Elinor Carucci met me at the entrance of the Edwynn Houk Gallery late on a warn morning in September, wearing a simple red sun dress. Her first warning: “I have a cold, so be careful,” she said. “It’s the price to pay when you have little children: You’re always getting a cold.” Carucci, 35, has two-year-old twins. When one of the gallery’s assistants brings her a cup of tea, she is amazed. “What? Someone is taking care of me? I could get used to this!”
Her show, which opened on Sept. 7 and runs through Oct. 21, is a typically personal expose of her own life. Carucci burst on the art scene several years ago, with the publication of her first book, Closer (Chronicle Books, 2002), and especially after she received the International Center of Photography’s 2001 Infinity Award as Young Artist. Her pictures explored her own marriage, her relationship with her mother, her feelings about her own beauty, and the inevitable conflicts that occur when an artist unflinchingly turns her own life into the subject of her work.
|| |—| | * Slideshow| Her photographs, however, are not mere diary entries. Unlike the personal chaos of emotions captured by Nan Goldin, Carucci creates carefully composed, hauntingly beautiful images that gain power as much from their use of color and texture as by what they reveal.
Her new exhibition represents a coming of age for Carucci. It is her first show at the Houk Gallery, and the work looks more mature amid the trappings of Fifth Avenue’s high-end commercial boutiques. (The Ricco/Maresca Gallery in Chelsea formerly represented Carucci.) Included in the show is work from two recent projects, as well as older work from the “Closer” project. Houk himself wisely chose to mix the various projects on the walls of the gallery, rather than showing them discretely. “I thought that was a mistake at first,” said Carucci, “but Edwynn felt the show shouldn’t be chronological. He wanted all the images to be seen as one kind of idea.”
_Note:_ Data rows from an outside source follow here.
//! Shared types for cross-venue opportunity detection.
//!
//! This module defines the matcher output ([`TradePlan`]), the scanner output
//! ([`Opportunity`]), and the immutable per-cycle index of quotes
//! ([`MarketSnapshot`]) that every scan task reads from.

use chrono::{DateTime, Utc};
use rust_decimal::Decimal;
use serde::{Deserialize, Serialize};
use std::collections::BTreeMap;
use venue_arb_core::{AssetPair, QuoteSnapshot, VenueName, VenueTicker};

// =============================================================================
// Trade Plan
// =============================================================================

/// Executable volume found by crossing one venue's asks with another's bids.
///
/// `usd_for_buying` is the sum of ask price times matched quantity and
/// `usd_for_selling` the sum of bid price times matched quantity. The
/// all-zero value means "no opportunity".
#[derive(Debug, Clone, Copy, Default, PartialEq, Eq, Serialize, Deserialize)]
pub struct TradePlan {
    /// Base quantity to buy on the ask side (and sell on the bid side).
    pub quantity_to_buy: Decimal,
    /// Quote currency spent buying.
    pub usd_for_buying: Decimal,
    /// Quote currency received selling.
    pub usd_for_selling: Decimal,
}

impl TradePlan {
    /// The canonical "no opportunity" plan.
    pub const EMPTY: Self = Self {
        quantity_to_buy: Decimal::ZERO,
        usd_for_buying: Decimal::ZERO,
        usd_for_selling: Decimal::ZERO,
    };

    /// Returns true if nothing was matched.
    #[must_use]
    pub fn is_empty(&self) -> bool {
        self.quantity_to_buy.is_zero()
    }

    /// Records a fill of `quantity` bought at `ask_price` and sold at `bid_price`.
    pub fn add_fill(&mut self, quantity: Decimal, ask_price: Decimal, bid_price: Decimal) {
        self.quantity_to_buy += quantity;
        self.usd_for_buying += quantity * ask_price;
        self.usd_for_selling += quantity * bid_price;
    }

    /// Proceeds minus cost, before fees and transfer costs.
    #[must_use]
    pub fn gross_profit(&self) -> Decimal {
        self.usd_for_selling - self.usd_for_buying
    }

    /// Proceeds divided by cost. Zero when nothing is bought.
    #[must_use]
    pub fn profit_ratio(&self) -> Decimal {
        if self.usd_for_buying.is_zero() {
            return Decimal::ZERO;
        }
        self.usd_for_selling / self.usd_for_buying
    }

    /// Average price paid per unit bought.
    #[must_use]
    pub fn average_buy_price(&self) -> Option<Decimal> {
        (!self.quantity_to_buy.is_zero()).then(|| self.usd_for_buying / self.quantity_to_buy)
    }

    /// Average price received per unit sold.
    #[must_use]
    pub fn average_sell_price(&self) -> Option<Decimal> {
        (!self.quantity_to_buy.is_zero()).then(|| self.usd_for_selling / self.quantity_to_buy)
    }
}

// =============================================================================
// Opportunity
// =============================================================================

/// A point-in-time cross-venue opportunity: buy on one venue, sell on another.
#[derive(Debug, Clone, PartialEq, Eq, Serialize, Deserialize)]
pub struct Opportunity {
    pub pair: AssetPair,
    /// Venue whose asks are taken.
    pub buy_venue: VenueName,
    /// Venue whose bids are hit.
    pub sell_venue: VenueName,
    pub buy_ticker: VenueTicker,
    pub sell_ticker: VenueTicker,
    pub plan: TradePlan,
    pub detected_at: DateTime<Utc>,
}

impl Opportunity {
    /// Builds an opportunity from the quote on each side.
    #[must_use]
    pub fn new(buy: &QuoteSnapshot, sell: &QuoteSnapshot, plan: TradePlan) -> Self {
        Self {
            pair: buy.pair.clone(),
            buy_venue: buy.venue.clone(),
            sell_venue: sell.venue.clone(),
            buy_ticker: buy.ticker.clone(),
            sell_ticker: sell.ticker.clone(),
            plan,
            detected_at: Utc::now(),
        }
    }

    #[must_use]
    pub fn gross_profit(&self) -> Decimal {
        self.plan.gross_profit()
    }
}

impl std::fmt::Display for Opportunity {
    fn fmt(&self, f: &mut std::fmt::Formatter<'_>) -> std::fmt::Result {
        write!(
            f,
            "{} buy on {} sell on {}: qty {} cost {} proceeds {}",
            self.pair,
            self.buy_venue,
            self.sell_venue,
            self.plan.quantity_to_buy,
            self.plan.usd_for_buying,
            self.plan.usd_for_selling
        )
    }
}

// =============================================================================
// Market Snapshot
// =============================================================================

/// Quotes for one cycle, indexed by asset pair and then by venue name.
///
/// Built once per polling cycle and never mutated while scans run. Both
/// levels are `BTreeMap`s so iteration order (and therefore which venue pair
/// is explored first) is deterministic.
#[derive(Debug, Clone, Default, PartialEq, Eq)]
pub struct MarketSnapshot {
    pairs: BTreeMap<AssetPair, BTreeMap<VenueName, QuoteSnapshot>>,
}

impl MarketSnapshot {
    #[must_use]
    pub fn new() -> Self {
        Self::default()
    }

    /// Re-indexes per-venue quote maps into per-pair venue maps.
    #[must_use]
    pub fn from_venue_quotes<I>(per_venue: I) -> Self
    where
        I: IntoIterator<Item = (VenueName, BTreeMap<AssetPair, QuoteSnapshot>)>,
    {
        let mut snapshot = Self::new();
        for (venue, quotes) in per_venue {
            for (pair, mut quote) in quotes {
                quote.venue.clone_from(&venue);
                snapshot.pairs.entry(pair).or_default().insert(venue.clone(), quote);
            }
        }
        snapshot
    }

    /// Adds a single quote, replacing any previous quote for the same venue and pair.
    pub fn insert(&mut self, quote: QuoteSnapshot) {
        self.pairs
            .entry(quote.pair.clone())
            .or_default()
            .insert(quote.venue.clone(), quote);
    }

    #[must_use]
    pub fn quotes(&self, pair: &AssetPair) -> Option<&BTreeMap<VenueName, QuoteSnapshot>> {
        self.pairs.get(pair)
    }

    pub fn iter(&self) -> impl Iterator<Item = (&AssetPair, &BTreeMap<VenueName, QuoteSnapshot>)> {
        self.pairs.iter()
    }

    /// Number of asset pairs with at least one quote.
    #[must_use]
    pub fn len(&self) -> usize {
        self.pairs.len()
    }

    #[must_use]
    pub fn is_empty(&self) -> bool {
        self.pairs.is_empty()
    }
}

#[cfg(test)]
mod tests {
    use super::*;
    use rust_decimal_macros::dec;

    fn quote(venue: &str, base: &str, bid: Decimal, ask: Decimal) -> QuoteSnapshot {
        let pair = AssetPair::new(base, "USDT");
        let ticker = VenueTicker::new(format!("{base}USDT"), pair);
        QuoteSnapshot::new(venue, ticker, bid, ask)
    }

    #[test]
    fn test_trade_plan_empty() {
        assert!(TradePlan::EMPTY.is_empty());
        assert_eq!(TradePlan::default(), TradePlan::EMPTY);
        assert_eq!(TradePlan::EMPTY.profit_ratio(), Decimal::ZERO);
        assert_eq!(TradePlan::EMPTY.average_buy_price(), None);
    }

    #[test]
    fn test_trade_plan_add_fill() {
        let mut plan = TradePlan::EMPTY;
        plan.add_fill(dec!(3), dec!(100), dec!(115));
        plan.add_fill(dec!(2), dec!(100), dec!(110));

        assert_eq!(plan.quantity_to_buy, dec!(5));
        assert_eq!(plan.usd_for_buying, dec!(500));
        assert_eq!(plan.usd_for_selling, dec!(565));
        assert_eq!(plan.gross_profit(), dec!(65));
        assert_eq!(plan.profit_ratio(), dec!(1.13));
        assert_eq!(plan.average_buy_price(), Some(dec!(100)));
        assert_eq!(plan.average_sell_price(), Some(dec!(113)));
    }

    #[test]
    fn test_snapshot_reindexes_by_pair() {
        let binance: BTreeMap<_, _> = [
            (AssetPair::new("BTC", "USDT"), quote("Binance", "BTC", dec!(100), dec!(101))),
            (AssetPair::new("ETH", "USDT"), quote("Binance", "ETH", dec!(10), dec!(11))),
        ]
        .into_iter()
        .collect();
        let mexc: BTreeMap<_, _> = [(
            AssetPair::new("BTC", "USDT"),
            quote("MEXC", "BTC", dec!(102), dec!(103)),
        )]
        .into_iter()
        .collect();

        let snapshot = MarketSnapshot::from_venue_quotes(vec![
            ("MEXC".to_string(), mexc),
            ("Binance".to_string(), binance),
        ]);

        assert_eq!(snapshot.len(), 2);
        let btc = snapshot.quotes(&AssetPair::new("BTC", "USDT")).unwrap();
        let venues: Vec<_> = btc.keys().cloned().collect();
        assert_eq!(venues, vec!["Binance".to_string(), "MEXC".to_string()]);
        assert_eq!(
            snapshot.quotes(&AssetPair::new("ETH", "USDT")).unwrap().len(),
            1
        );
    }

    #[test]
    fn test_snapshot_venue_name_follows_index() {
        let quotes: BTreeMap<_, _> = [(
            AssetPair::new("BTC", "USDT"),
            quote("whatever", "BTC", dec!(1), dec!(2)),
        )]
        .into_iter()
        .collect();

        let snapshot = MarketSnapshot::from_venue_quotes(vec![("Gate".to_string(), quotes)]);
        let btc = snapshot.quotes(&AssetPair::new("BTC", "USDT")).unwrap();
        assert_eq!(btc["Gate"].venue, "Gate");
    }

    #[test]
    fn test_opportunity_display() {
        let buy = quote("Binance", "BTC", dec!(99), dec!(100));
        let sell = quote("MEXC", "BTC", dec!(115), dec!(116));
        let mut plan = TradePlan::EMPTY;
        plan.add_fill(dec!(1), dec!(100), dec!(115));

        let opp = Opportunity::new(&buy, &sell, plan);
        assert_eq!(opp.buy_venue, "Binance");
        assert_eq!(opp.sell_venue, "MEXC");
        assert_eq!(opp.gross_profit(), dec!(15));
        assert!(opp.to_string().contains("buy on Binance sell on MEXC"));
    }
}
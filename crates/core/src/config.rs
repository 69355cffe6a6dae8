use crate::types::{AssetPair, CoinId};
use rust_decimal::Decimal;
use rust_decimal_macros::dec;
use serde::{Deserialize, Serialize};
use std::collections::{BTreeMap, HashSet};
use std::time::Duration;
use thiserror::Error;

#[derive(Debug, Clone, Default, Serialize, Deserialize)]
#[serde(default)]
pub struct AppConfig {
    pub scanner: ScannerSettings,
    pub poller: PollerSettings,
    pub venues: Vec<VenueConfig>,
    /// Asset pairs tracked on every venue that lists them.
    pub pairs: Vec<AssetPair>,
}

#[derive(Debug, Clone, Serialize, Deserialize)]
#[serde(default)]
pub struct ScannerSettings {
    /// Bid must exceed `ask * min_profit_ratio` for a fill to count.
    pub min_profit_ratio: Decimal,
    /// Maximum quote currency spent per opportunity.
    pub max_budget: Decimal,
    /// Upper bound on concurrently running per-pair scans.
    pub max_concurrent_scans: usize,
    /// Abort the whole cycle on the first non-transient pair error.
    pub fail_fast: bool,
}

impl Default for ScannerSettings {
    fn default() -> Self {
        Self {
            min_profit_ratio: dec!(1.1),
            max_budget: dec!(1000),
            max_concurrent_scans: 16,
            fail_fast: false,
        }
    }
}

#[derive(Debug, Clone, Serialize, Deserialize)]
#[serde(default)]
pub struct PollerSettings {
    #[serde(with = "duration_secs")]
    pub poll_interval: Duration,
    /// Stop after this many cycles. Runs until shutdown when unset.
    pub max_cycles: Option<u64>,
}

impl Default for PollerSettings {
    fn default() -> Self {
        Self {
            poll_interval: Duration::from_secs(60),
            max_cycles: None,
        }
    }
}

#[derive(Debug, Clone, Copy, Default, PartialEq, Eq, Serialize, Deserialize)]
#[serde(rename_all = "kebab-case")]
pub enum VenueKind {
    /// Binance-compatible public spot REST API.
    #[default]
    SpotRest,
}

#[derive(Debug, Clone, Serialize, Deserialize)]
#[serde(default)]
pub struct VenueConfig {
    pub name: String,
    pub kind: VenueKind,
    pub enabled: bool,
    pub base_url: String,
    /// Symbol template, e.g. `"{base}{quote}"` or `"{base}_{quote}"`.
    pub ticker_format: String,
    /// Venue-specific spelling of a coin, when it differs from the coin id.
    pub aliases: BTreeMap<CoinId, String>,
    pub requests_per_minute: u32,
    pub timeout_secs: u64,
    pub depth_limit: u32,
    /// Coins whose withdrawals are known to be suspended on this venue.
    pub withdraw_disabled: Vec<CoinId>,
    /// Coins whose deposits are known to be suspended on this venue.
    pub deposit_disabled: Vec<CoinId>,
}

impl Default for VenueConfig {
    fn default() -> Self {
        Self {
            name: String::new(),
            kind: VenueKind::SpotRest,
            enabled: true,
            base_url: String::new(),
            ticker_format: "{base}{quote}".to_string(),
            aliases: BTreeMap::new(),
            requests_per_minute: 600,
            timeout_secs: 10,
            depth_limit: 100,
            withdraw_disabled: Vec::new(),
            deposit_disabled: Vec::new(),
        }
    }
}

impl VenueConfig {
    #[must_use]
    pub fn new(name: impl Into<String>, base_url: impl Into<String>) -> Self {
        Self {
            name: name.into(),
            base_url: base_url.into(),
            ..Default::default()
        }
    }

    #[must_use]
    pub fn with_ticker_format(mut self, format: impl Into<String>) -> Self {
        self.ticker_format = format.into();
        self
    }
}

#[derive(Debug, Error, PartialEq, Eq)]
pub enum ConfigError {
    #[error("no venues configured")]
    NoVenues,

    #[error("no asset pairs configured")]
    NoPairs,

    #[error("duplicate venue name: {0}")]
    DuplicateVenue(String),

    #[error("venue {venue}: {reason}")]
    InvalidVenue { venue: String, reason: String },

    #[error("invalid scanner setting: {0}")]
    InvalidScanner(String),
}

impl AppConfig {
    /// Venues that are switched on.
    pub fn enabled_venues(&self) -> impl Iterator<Item = &VenueConfig> {
        self.venues.iter().filter(|v| v.enabled)
    }

    /// Checks the settings that would otherwise only fail mid-cycle.
    ///
    /// # Errors
    ///
    /// Returns the first problem found.
    pub fn validate(&self) -> Result<(), ConfigError> {
        if self.enabled_venues().next().is_none() {
            return Err(ConfigError::NoVenues);
        }
        if self.pairs.is_empty() {
            return Err(ConfigError::NoPairs);
        }
        if self.scanner.min_profit_ratio <= Decimal::ZERO {
            return Err(ConfigError::InvalidScanner(format!(
                "min_profit_ratio must be positive, got {}",
                self.scanner.min_profit_ratio
            )));
        }
        if self.scanner.max_budget < Decimal::ZERO {
            return Err(ConfigError::InvalidScanner(format!(
                "max_budget must not be negative, got {}",
                self.scanner.max_budget
            )));
        }
        if self.scanner.max_concurrent_scans == 0 {
            return Err(ConfigError::InvalidScanner(
                "max_concurrent_scans must be at least 1".to_string(),
            ));
        }

        let mut seen = HashSet::new();
        for venue in self.enabled_venues() {
            let invalid = |reason: &str| ConfigError::InvalidVenue {
                venue: venue.name.clone(),
                reason: reason.to_string(),
            };

            if venue.name.trim().is_empty() {
                return Err(invalid("name is empty"));
            }
            if !seen.insert(venue.name.as_str()) {
                return Err(ConfigError::DuplicateVenue(venue.name.clone()));
            }
            if venue.base_url.is_empty() {
                return Err(invalid("base_url is empty"));
            }
            if !venue.ticker_format.contains("{base}") || !venue.ticker_format.contains("{quote}")
            {
                return Err(invalid("ticker_format needs {base} and {quote}"));
            }
            if venue.requests_per_minute == 0 {
                return Err(invalid("requests_per_minute must be at least 1"));
            }
        }

        Ok(())
    }
}

mod duration_secs {
    use serde::{Deserialize, Deserializer, Serialize, Serializer};
    use std::time::Duration;

    pub fn serialize<S>(duration: &Duration, serializer: S) -> Result<S::Ok, S::Error>
    where
        S: Serializer,
    {
        duration.as_secs().serialize(serializer)
    }

    pub fn deserialize<'de, D>(deserializer: D) -> Result<Duration, D::Error>
    where
        D: Deserializer<'de>,
    {
        let secs = u64::deserialize(deserializer)?;
        Ok(Duration::from_secs(secs))
    }
}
The two new themes in Carucci’s work explore a crisis in her marriage and the debilitating back pain she endured for a year. As usual, there seem to be no boundaries — physically or emotionally — that she will not cross. The nudity in her pictures becomes an essential notion as she literally reveals herself; she seems as fascinated with her own body as any viewer would. The body is certainly central to the images concerning her back pain, but it is just as essential an element in those that depict her relationship with her husband. In those, the defining relationship between bodies is not proximity, but distance. In some images, physical barriers, such as windows and curtains, separate her and her husband, Eran.
How does one manage a marriage when at any moment a camera may be deployed to capture the bitterness that can arise between two people who love each other? “It often is a good thing,” Carucci told me. “Even when an argument is at its worst, the camera becomes a mediating force. In the presence of the camera, you become the person you want to be seen as. That doesn’t mean you become a false person. It just means you become the better person that you really are.”
There is that sense of healing running through all of Carucci’s images — a healing that comes from a willful and absolute belief in the power of self-examination. But it is the visual grace of her photographs that, in the end, is the salve to all the wounds we are permitted to see.